Exercise details.
What are the lines of the listing below, word for word, from the first down to the one that contains "use async_trait::async_trait;"?

Given records.
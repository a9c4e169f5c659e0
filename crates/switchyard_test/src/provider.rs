use std::collections::{HashMap, HashSet};
use std::sync::Mutex;

use anyhow::{Result, anyhow};
use async_trait::async_trait;

use switchyard_host::{DiscoveredProject, EnvironmentProvider};
use switchyard_project::PythonEnvironment;
use switchyard_project::path::{SystemPath, SystemPathBuf, normalized_key};

/// Scriptable in-memory environment provider.
///
/// Unavailable and empty by default; every `with_*` method makes it more
/// capable. Failure modes are opt-in so tests can drive each degradation
/// path of the registry and router.
#[derive(Default)]
pub struct MockEnvironmentProvider {
    available: bool,
    projects: Vec<DiscoveredProject>,
    environments: HashMap<String, PythonEnvironment>,
    owners: HashMap<String, SystemPathBuf>,
    active: Option<PythonEnvironment>,
    fail_listing: bool,
    fail_owner_lookups: bool,
    owner_queries: Mutex<Vec<SystemPathBuf>>,
    unresolvable: HashSet<String>,
}

impl MockEnvironmentProvider {
    #[must_use]
    pub fn available() -> Self {
        Self {
            available: true,
            ..Self::default()
        }
    }

    #[must_use]
    pub fn unavailable() -> Self {
        Self::default()
    }

    /// Adds a project with a synthetic resolved environment.
    #[must_use]
    pub fn with_project(mut self, name: &str, root: &str) -> Self {
        let root = SystemPathBuf::from(root);
        self.environments.insert(
            normalized_key(&root),
            PythonEnvironment::new(root.join("bin/python"), "3.12.0", name),
        );
        self.projects.push(DiscoveredProject {
            name: name.to_string(),
            root,
        });
        self
    }

    /// Adds a project whose environment resolution yields nothing.
    #[must_use]
    pub fn with_unresolvable_project(mut self, name: &str, root: &str) -> Self {
        let root = SystemPathBuf::from(root);
        self.unresolvable.insert(normalized_key(&root));
        self.projects.push(DiscoveredProject {
            name: name.to_string(),
            root,
        });
        self
    }

    #[must_use]
    pub fn with_owner(mut self, file: &str, root: &str) -> Self {
        self.owners.insert(
            normalized_key(SystemPath::new(file)),
            SystemPathBuf::from(root),
        );
        self
    }

    #[must_use]
    pub fn with_active_environment(mut self, environment: PythonEnvironment) -> Self {
        self.active = Some(environment);
        self
    }

    #[must_use]
    pub fn failing_listing(mut self) -> Self {
        self.fail_listing = true;
        self
    }

    #[must_use]
    pub fn failing_owner_lookups(mut self) -> Self {
        self.fail_owner_lookups = true;
        self
    }

    /// The file paths `owner_project_of` was asked about, in order.
    #[must_use]
    pub fn owner_queries(&self) -> Vec<SystemPathBuf> {
        self.owner_queries.lock().unwrap().clone()
    }
}

#[async_trait]
impl EnvironmentProvider for MockEnvironmentProvider {
    fn is_available(&self) -> bool {
        self.available
    }

    async fn list_projects(&self) -> Result<Vec<DiscoveredProject>> {
        if self.fail_listing {
            return Err(anyhow!("environment manager crashed"));
        }
        Ok(self.projects.clone())
    }

    async fn resolve_environment(&self, root: &SystemPath) -> Result<Option<PythonEnvironment>> {
        let key = normalized_key(root);
        if self.unresolvable.contains(&key) {
            return Ok(None);
        }
        Ok(self.environments.get(&key).cloned())
    }

    async fn owner_project_of(&self, path: &SystemPath) -> Result<Option<SystemPathBuf>> {
        self.owner_queries.lock().unwrap().push(path.to_path_buf());
        if self.fail_owner_lookups {
            return Err(anyhow!("owner lookup failed"));
        }
        Ok(self.owners.get(&normalized_key(path)).cloned())
    }

    async fn active_environment(&self, _workspace: &SystemPath) -> Option<PythonEnvironment> {
        self.active.clone()
    }
}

Response.
repository a9c4e169f5c659e0
filename crates/switchyard_test/src/provider.rs
use std::collections::{HashMap, HashSet};
use std::sync::Mutex;

use anyhow::{Result, anyhow};
use async_trait::async_trait;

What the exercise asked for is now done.